* [Task directions]: For the listing below, output exactly the lines from the line with "#[diesel(check_for_backend(diesel::sqlite::Sqlite))]" up to and including the line with "type Error = StorageError;", and no other lines.

*** Given data ***

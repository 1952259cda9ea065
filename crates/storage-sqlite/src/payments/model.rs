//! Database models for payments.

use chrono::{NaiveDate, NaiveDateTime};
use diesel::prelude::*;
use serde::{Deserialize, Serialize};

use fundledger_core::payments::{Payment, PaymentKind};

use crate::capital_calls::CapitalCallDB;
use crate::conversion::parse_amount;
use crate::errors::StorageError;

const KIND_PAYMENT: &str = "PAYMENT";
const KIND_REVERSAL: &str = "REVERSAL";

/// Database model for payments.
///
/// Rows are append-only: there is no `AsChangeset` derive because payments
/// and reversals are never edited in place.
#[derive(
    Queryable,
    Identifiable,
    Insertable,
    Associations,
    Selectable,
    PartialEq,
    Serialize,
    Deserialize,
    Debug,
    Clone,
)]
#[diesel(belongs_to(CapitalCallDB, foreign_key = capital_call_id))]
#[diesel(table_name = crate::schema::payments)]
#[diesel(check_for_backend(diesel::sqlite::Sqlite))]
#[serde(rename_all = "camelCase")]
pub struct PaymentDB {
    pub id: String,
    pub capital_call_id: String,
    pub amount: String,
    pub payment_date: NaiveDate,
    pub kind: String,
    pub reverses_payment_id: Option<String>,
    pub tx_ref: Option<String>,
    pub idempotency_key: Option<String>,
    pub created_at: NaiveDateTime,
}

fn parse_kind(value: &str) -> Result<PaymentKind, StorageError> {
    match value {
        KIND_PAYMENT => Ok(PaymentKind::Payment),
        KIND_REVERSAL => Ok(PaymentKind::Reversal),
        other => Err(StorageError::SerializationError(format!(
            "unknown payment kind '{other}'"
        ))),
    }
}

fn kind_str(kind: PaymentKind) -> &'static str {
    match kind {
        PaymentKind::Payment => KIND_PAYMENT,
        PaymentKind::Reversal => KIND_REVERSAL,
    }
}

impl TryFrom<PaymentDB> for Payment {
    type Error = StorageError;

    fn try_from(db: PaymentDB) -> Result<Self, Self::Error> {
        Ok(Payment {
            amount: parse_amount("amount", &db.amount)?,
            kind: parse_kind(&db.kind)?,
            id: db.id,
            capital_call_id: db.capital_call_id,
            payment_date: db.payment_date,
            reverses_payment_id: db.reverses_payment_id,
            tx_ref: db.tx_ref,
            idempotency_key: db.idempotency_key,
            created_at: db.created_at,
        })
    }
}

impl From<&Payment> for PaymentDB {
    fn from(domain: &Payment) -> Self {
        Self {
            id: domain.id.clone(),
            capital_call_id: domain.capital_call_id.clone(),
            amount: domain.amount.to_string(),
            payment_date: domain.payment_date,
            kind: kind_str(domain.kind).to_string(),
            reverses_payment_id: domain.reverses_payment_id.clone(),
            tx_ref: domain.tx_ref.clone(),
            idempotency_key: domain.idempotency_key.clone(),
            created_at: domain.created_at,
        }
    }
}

*** End of Given data ***

* [Completed task]:
#[diesel(check_for_backend(diesel::sqlite::Sqlite))]
#[serde(rename_all = "camelCase")]
pub struct PaymentDB {
    pub id: String,
    pub capital_call_id: String,
    pub amount: String,
    pub payment_date: NaiveDate,
    pub kind: String,
    pub reverses_payment_id: Option<String>,
    pub tx_ref: Option<String>,
    pub idempotency_key: Option<String>,
    pub created_at: NaiveDateTime,
}

fn parse_kind(value: &str) -> Result<PaymentKind, StorageError> {
    match value {
        KIND_PAYMENT => Ok(PaymentKind::Payment),
        KIND_REVERSAL => Ok(PaymentKind::Reversal),
        other => Err(StorageError::SerializationError(format!(
            "unknown payment kind '{other}'"
        ))),
    }
}

fn kind_str(kind: PaymentKind) -> &'static str {
    match kind {
        PaymentKind::Payment => KIND_PAYMENT,
        PaymentKind::Reversal => KIND_REVERSAL,
    }
}

impl TryFrom<PaymentDB> for Payment {
    type Error = StorageError;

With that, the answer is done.